There are very few questions for the Braves faithful in terms of the starting pitching. The Braves entered spring training with really only one question: who was going to be the fifth starter? Over the course of the season, tons of questions would arise, and by July what the 2013 rotation would look like was anybody’s guess. The Braves handled these issues with a combination of sagacious moves and plain dumb luck, and as a result, the 2013 rotation is fairly well defined.

  1. Tim Hudson
    Stats: 179 IP, 16-7, 3.62 ERA, 1.21 WHIP, 102 K

    Huddy turned in another ace season. For a full perspective on Hudson’s career, go to the Beloved Founder’s classic, 44 Greatest Atlanta Braves, available as an e-book.

    Ed. note: The e-book is here; the original material is largely available on the blog, here. Revenue from Mac’s Amazon books does not go to me. I’m hoping his family receives it, but I’m not sure where it goes, honestly.

    In an update, Mac rated Hudson as roughly the 17th best Atlanta Brave ever, and that was before the 2012 season. Huddy is now 105-65 as a Brave, trailing only Knucksie, Glavine, Maddux, and Smoltz in wins. He weathered a serious falloff in strikeouts but continued to get people out. While there is still rubber on the tires, his stats show that his skills are in decline: not only did he throw only 102 Ks, his lowest ever for a full season, his ERA and WHIP are starting to swell in relation to his career marks. He’s 37 and under contract for only one more year.

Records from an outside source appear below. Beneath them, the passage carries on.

impl Mapping {
    pub fn new() -> Self {
        Self::default()
    }

    pub fn insert(&mut self, key: String, value: Value) -> Option<Value> {
        self.0.insert(key, value)
    }

    pub fn contains_key(&self, key: &str) -> bool {
        self.0.contains_key(key)
    }

    pub fn len(&self) -> usize {
        self.0.len()
    }

    pub fn is_empty(&self) -> bool {
        self.0.is_empty()
    }

    pub fn get(&self, key: &str) -> Option<&Value> {
        self.0.get(key)
    }

    /// Removes a key, preserving the order of the remaining entries.
    pub fn remove(&mut self, key: &str) -> Option<Value> {
        self.0.shift_remove(key)
    }

    pub fn iter(&self) -> Iter<'_> {
        Iter(self.0.iter())
    }

    pub fn keys(&self) -> Keys<'_> {
        Keys(self.0.keys())
    }

    pub fn values(&self) -> Values<'_> {
        Values(self.0.values())
    }

    /// Visits each entry in iteration order. Returning [`Flow::Break`] from
    /// the visitor halts the traversal immediately; remaining entries are
    /// left unvisited.
    pub fn each<'a, F>(&'a self, mut visit: F)
    where
        F: FnMut(&'a str, &'a Value) -> Flow,
    {
        for (key, value) in self.iter() {
            if let Flow::Break = visit(key, value) {
                break;
            }
        }
    }

    /// Applies a projection to each entry, yielding the results as a
    /// sequence.
    pub fn map<F>(&self, mut project: F) -> Sequence
    where
        F: FnMut(&str, &Value) -> Value,
    {
        let mut out = Vec::with_capacity(self.len());
        self.each(|key, value| {
            out.push(project(key, value));
            Flow::Continue
        });
        out
    }

    /// Applies a pair-producing projection to each entry, collecting the
    /// pairs into a new mapping. Later duplicate keys overwrite earlier
    /// ones.
    pub fn map_object<F>(&self, mut project: F) -> Self
    where
        F: FnMut(&str, &Value) -> Pair,
    {
        let mut out = Self::new();
        self.each(|key, value| {
            let (new_key, new_value) = project(key, value);
            out.insert(new_key, new_value);
            Flow::Continue
        });
        out
    }

    /// Keeps the entries satisfying the predicate, preserving their relative
    /// order.
    pub fn select<F>(&self, mut predicate: F) -> Self
    where
        F: FnMut(&str, &Value) -> bool,
    {
        let mut out = Self::new();
        self.each(|key, value| {
            if predicate(key, value) {
                out.insert(key.to_string(), value.clone());
            }
            Flow::Continue
        });
        out
    }

    /// Keeps the entries failing the predicate.
    pub fn reject<F>(&self, mut predicate: F) -> Self
    where
        F: FnMut(&str, &Value) -> bool,
    {
        self.select(|key, value| !predicate(key, value))
    }

    /// Drops entries whose value is null.
    pub fn compact(&self) -> Self {
        self.select(|_, value| !value.is_null())
    }

    /// Returns the value of the first entry (iteration order) satisfying the
    /// predicate, or `None` if no entry does.
    pub fn find<F>(&self, mut predicate: F) -> Option<&Value>
    where
        F: FnMut(&str, &Value) -> bool,
    {
        let mut found = None;
        self.each(|key, value| {
            if predicate(key, value) {
                found = Some(value);
                Flow::Break
            } else {
                Flow::Continue
            }
        });
        found
    }

    /// Produces the union of two mappings. All keys of both are present;
    /// `other`'s values win on key collision. Neither input is mutated.
    pub fn merge(&self, other: &Self) -> Self {
        let mut out = self.clone();
        out.extend(other.iter().map(|(k, v)| (k.clone(), v.clone())));
        out
    }

    /// Returns a new mapping holding only the requested keys, in requested
    /// order. A key absent from this mapping takes `default` when one is
    /// supplied, and is omitted otherwise.
    pub fn slice<S: AsRef<str>>(&self, keys: &[S], default: Option<&Value>) -> Self {
        let mut out = Self::new();
        for key in keys {
            let key = key.as_ref();
            match (self.get(key), default) {
                (Some(value), _) => {
                    out.insert(key.to_string(), value.clone());
                },
                (None, Some(default)) => {
                    out.insert(key.to_string(), default.clone());
                },
                (None, None) => {},
            }
        }
        out
    }

    /// Like [`Mapping::slice`], but also removes the extracted keys from
    /// this mapping. This is the single destructive operation in the
    /// library; every other combinator leaves its input untouched. Use
    /// `slice` for the pure equivalent.
    pub fn extract<S: AsRef<str>>(&mut self, keys: &[S], default: Option<&Value>) -> Self {
        let extracted = self.slice(keys, default);
        for key in keys {
            self.remove(key.as_ref());
        }
        extracted
    }

    /// Returns a copy of this mapping whose iteration order is fixed to
    /// ascending key order, lexical or numeric per `order`.
    pub fn sorted(&self, order: KeyOrder) -> Self {
        let mut inner = self.0.clone();

        match order {
            KeyOrder::Lexical => inner.sort_keys(),
            KeyOrder::Numeric => inner.sort_by(|ka, _, kb, _| {
                match (ka.parse::<i64>(), kb.parse::<i64>()) {
                    (Ok(na), Ok(nb)) => na.cmp(&nb),
                    (Ok(_), Err(_)) => Ordering::Less,
                    (Err(_), Ok(_)) => Ordering::Greater,
                    (Err(_), Err(_)) => ka.cmp(kb),
                }
            }),
        };

        Self(inner)
    }

    /// Converts this mapping into a sequence of `[key, value]` pair
    /// sequences, in iteration order.
    pub fn pairs(&self) -> Sequence {
        self.iter()
            .map(|(key, value)| {
                Value::Sequence(vec![Value::String(key.clone()), value.clone()])
            })
            .collect()
    }

    /// Builds a mapping from a sequence of `[key, value]` pair sequences.
    /// Later duplicate keys overwrite earlier ones. Elements that are not
    /// two-element sequences with a string key are rejected.
    pub fn from_pairs(seq: &[Value]) -> Result<Self, Error> {
        let mut out = Self::new();

        for element in seq {
            match element {
                Value::Sequence(pair) => match pair.as_slice() {
                    [Value::String(key), value] => {
                        out.insert(key.clone(), value.clone());
                    },
                    _ => return Err(Error::NotPair(element.kind())),
                },
                _ => return Err(Error::NotPair(element.kind())),
            }
        }

        Ok(out)
    }
}

impl From<InnerMap<String, Value>> for Mapping {
    fn from(inner: InnerMap<String, Value>) -> Self {
        Self(inner)
    }
}

impl Extend<(String, Value)> for Mapping {
    fn extend<I: IntoIterator<Item = (String, Value)>>(&mut self, iter: I) {
        self.0.extend(iter)
    }
}

impl FromIterator<(String, Value)> for Mapping {
    fn from_iter<I>(iter: I) -> Self
    where
        I: IntoIterator<Item = (String, Value)>,
    {
        Self(iter.into_iter().collect())
    }
}

impl IntoIterator for Mapping {
    type Item = (String, Value);
    type IntoIter = IntoIter;

    fn into_iter(self) -> Self::IntoIter {
        IntoIter(self.0.into_iter())
    }
}

pub struct Iter<'a>(InnerIter<'a, String, Value>);

impl<'a> Iterator for Iter<'a> {
    type Item = (&'a String, &'a Value);

    fn next(&mut self) -> Option<Self::Item> {
        self.0.next()
    }

    fn size_hint(&self) -> (usize, Option<usize>) {
        self.0.size_hint()
    }
}

impl<'a> DoubleEndedIterator for Iter<'a> {
    fn next_back(&mut self) -> Option<Self::Item> {
        self.0.next_back()
    }
}

impl<'a> ExactSizeIterator for Iter<'a> {
    fn len(&self) -> usize {
        self.0.len()
    }
}

impl<'a> FusedIterator for Iter<'a> {}

pub struct Keys<'a>(InnerKeys<'a, String, Value>);

impl<'a> Iterator for Keys<'a> {
    type Item = &'a String;

    fn next(&mut self) -> Option<Self::Item> {
        self.0.next()
    }

    fn size_hint(&self) -> (usize, Option<usize>) {
        self.0.size_hint()
    }
}

impl<'a> DoubleEndedIterator for Keys<'a> {
    fn next_back(&mut self) -> Option<Self::Item> {
        self.0.next_back()
    }
}

impl<'a> ExactSizeIterator for Keys<'a> {
    fn len(&self) -> usize {
        self.0.len()
    }
}

impl<'a> FusedIterator for Keys<'a> {}

pub struct Values<'a>(InnerValues<'a, String, Value>);

impl<'a> Iterator for Values<'a> {
    type Item = &'a Value;

    fn next(&mut self) -> Option<Self::Item> {
        self.0.next()
    }

    fn size_hint(&self) -> (usize, Option<usize>) {
        self.0.size_hint()
    }
}

impl<'a> DoubleEndedIterator for Values<'a> {
    fn next_back(&mut self) -> Option<Self::Item> {
        self.0.next_back()
    }
}

impl<'a> ExactSizeIterator for Values<'a> {
    fn len(&self) -> usize {
        self.0.len()
    }
}

impl<'a> FusedIterator for Values<'a> {}

pub struct IntoIter(InnerIntoIter<String, Value>);

impl Iterator for IntoIter {
    type Item = (String, Value);

    fn next(&mut self) -> Option<Self::Item> {
        self.0.next()
    }

    fn size_hint(&self) -> (usize, Option<usize>) {
        self.0.size_hint()
    }
}

impl DoubleEndedIterator for IntoIter {
    fn next_back(&mut self) -> Option<Self::Item> {
        self.0.next_back()
    }
}

impl ExactSizeIterator for IntoIter {
    fn len(&self) -> usize {
        self.0.len()
    }
}

impl FusedIterator for IntoIter {}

    I imagine that Fredi, imitating his mentor, will give him the ball on Opening Day over Medlen as the Veteran Who Has Earned It. I also imagine that unless he’s willing to take a one year deal (not inconceivable), that it will be his last year as a Brave. Who knows? I wouldn’t put words in the mouth of the Founder of Our Feast, but he’d have to be considered for the top ten all-time with a decent 2013.

  2. Kris Medlen
    Stats: 138 IP, 10-1, 1.57 ERA, 0.91 WHIP, 120 K

    There was considerable hot air thrown around about how the Braves’ handling of Medlen (good) versus the Nationals’ handling of Strasburg (bad). There’s a fair amount of 20-20 hindsight there. No one expected the Nats to be in the NLDS; no one knew that they would win 96 games. So the Nats ran Strasburg out there on day one, knowing that they would shut him down after 160-170 innings, expecting to maybe be a couple games over .500, never knowing that they would want him in October. Meanwhile, while Wren et al. are quite willing to take credit for their perspicacity in starting Medlen in the bullpen, thus saving him for September, nobody (and if they say they were, they’re LYING) expected him to be the second coming of Greg Maddux.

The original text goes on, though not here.